The feeling of being an outsider intensified last year when my grandfather, the same grandfather who taught me Chinese calligraphy, passed away.  At the time of the funeral, foreigners were banned from entering Taiwan due to COVID, and unfortunately my passport has expired.  The moment I heard of the passing, I started navigating through the Taiwanese UK Consulate website for guidance on my passport renewal.  I wasn’t getting anywhere as the English translations did not make much sense to me, and switching to the Chinese version went nowhere either as the depth of the vocabulary was incomprehensible for somebody with a 9-year-old Chinese education.  What nearly pushed me over the edge was that, at one point, after having flipped through forms after forms, there was one in particular that caught my eye with the title “Alien Residency Permit.” Alien, I thought. That surely can’t be applicable to me… can it? 

Frustrated and flustered, I picked up the phone and called the Taiwanese UK consulate.  The back and forth conversations took about four hours, running into complication after complication as she guided me in Chinese through the website at half speed, explaining regulations and restrictions on males renewing their passports passed their draft age for the military.  In the end, I was not able to review my expired passport in time.  Not only was I unable to attend the funeral, I felt rejected by my own country. 

It is moments like this when I wonder: Does the place that I hold so dear in my heart still hold me dear to its heart as well? 

At 27-years-old, as a kid of immigrant and “Third Culture Kid,” having been born in one place, grew up in between a few places, and now having ‘settled’ in another place, I am slowly coming to terms with the fact that I may not always be afforded the default conveniences of many like a simple renewal of a passport (which never seemed like a priority, because who knew a pandemic was coming), or a complete and deep connection with a single place that is only possible through time. It does not have to mean I am less Taiwanese or less Canadian, or really less of anything.  Perhaps it’s about expansion as a way of reframing.  And though value and memory misalignments often greet me like an old friend at most unexpected moments, I am slowly finding ways to gracefully greet them back, to accept coexistence, to find balance, like learning to press the inked brush with just the right amount of softness and firm on calligraphy paper, all over again.

What I’ve also learned after all this time is that as time goes on, not only will the people you know change, the physical places that you once knew will change and odds are the cultures that were once yours to keep will also get updated. My new perspective is that the construction of the memory layers did not stop every time I left, it simply paused. And each time I set foot back in Taipei, the construction recommences once more to help me build the most up to date picture of a place that I hold dear to my heart.  For me, accepting this narrative - disjointed, perhaps, but mine nonetheless - might be enough for now.
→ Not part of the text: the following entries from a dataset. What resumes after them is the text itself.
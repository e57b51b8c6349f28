//! Pipeline stage definitions
//!
//! Stages mirror the document-database operators they stand for:
//! `$match`, `$group` (with `$sum: 1` and `$avg`), `$sort`, `$limit` and
//! `$project`. Decade bucketing is the `$floor`/`$divide` expression
//! `floor(field / 10) * 10`.

use serde_json::{Number, Value};

use crate::query::{Predicate, SortSpec};

/// How a `$group` stage derives the `_id` of each group
#[derive(Debug, Clone, PartialEq, Eq)]
pub enum GroupKey {
    /// The value of a field; missing and null share one group
    Field(String),
    /// `floor(field / 10) * 10`; non-numeric values group under null
    Decade(String),
}

impl GroupKey {
    /// Source field of the key
    pub fn field(&self) -> &str {
        match self {
            GroupKey::Field(f) | GroupKey::Decade(f) => f,
        }
    }

    /// Evaluates the key against a document
    pub fn evaluate(&self, document: &Value) -> Value {
        let value = document.get(self.field()).cloned().unwrap_or(Value::Null);
        match self {
            GroupKey::Field(_) => value,
            GroupKey::Decade(_) => decade_of(&value),
        }
    }
}

/// Decade bucket of a numeric value. Integers stay integers.
pub fn decade_of(value: &Value) -> Value {
    let n = match value {
        Value::Number(n) => n,
        _ => return Value::Null,
    };
    // Integers whose decade does not fit i64 fall through to the float path
    if let Some(decade) = n.as_i64().and_then(|i| i.div_euclid(10).checked_mul(10)) {
        return Value::from(decade);
    }
    n.as_f64()
        .and_then(|f| Number::from_f64((f / 10.0).floor() * 10.0))
        .map(Value::Number)
        .unwrap_or(Value::Null)
}

/// Group accumulators
#[derive(Debug, Clone, PartialEq, Eq)]
pub enum Accumulator {
    /// `$sum: 1`
    Count,
    /// `$avg` of a field; non-numeric values are ignored
    Avg(String),
}

/// One output field of a `$project` stage
#[derive(Debug, Clone, PartialEq, Eq)]
pub enum ProjectField {
    /// Keep a field under its own name
    Include(String),
    /// Emit `source` under the name `output`
    Alias { output: String, source: String },
}

impl ProjectField {
    /// Name of the field in the output document
    pub fn output(&self) -> &str {
        match self {
            ProjectField::Include(f) => f,
            ProjectField::Alias { output, .. } => output,
        }
    }

    /// Name of the field read from the input document
    pub fn source(&self) -> &str {
        match self {
            ProjectField::Include(f) => f,
            ProjectField::Alias { source, .. } => source,
        }
    }
}

/// A single pipeline stage
#[derive(Debug, Clone, PartialEq)]
pub enum Stage {
    /// Keep documents matching all predicates
    Match(Vec<Predicate>),
    /// Group by key, computing named accumulators
    Group {
        key: GroupKey,
        accumulators: Vec<(String, Accumulator)>,
    },
    /// Stable multi-key sort
    Sort(Vec<SortSpec>),
    /// Keep the first n documents
    Limit(u64),
    /// Reshape documents
    Project {
        fields: Vec<ProjectField>,
        include_id: bool,
    },
}

impl Stage {
    /// Operator name used in logs and errors
    pub fn name(&self) -> &'static str {
        match self {
            Stage::Match(_) => "$match",
            Stage::Group { .. } => "$group",
            Stage::Sort(_) => "$sort",
            Stage::Limit(_) => "$limit",
            Stage::Project { .. } => "$project",
        }
    }
}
This weekend I’m making beef noodle soup here in my London flat, a place that I’m putting pen to paper as I reflect back on memories and the feelings of reverse culture shock.  Every single time I make this bowl of heaven, with help from the aromas of star anise and Chinese cooking wine, I’m transported back to my hometown Taipei where I learned my first language, where my foundational beliefs began to root, where my first definition of home was established, and where I first learned to balance duality.

-Hansen was born in Taipei, spent some time in Bangkok where his father worked, moved to Vancouver at the age of 10, then Montreal for university.  He’s currently in London, UK working for a healthcare tech startup. Outside of The Gen, in his spare time (what’s that?), he enjoys learning about AI and data ethics, and not opposed to an occasional boogie.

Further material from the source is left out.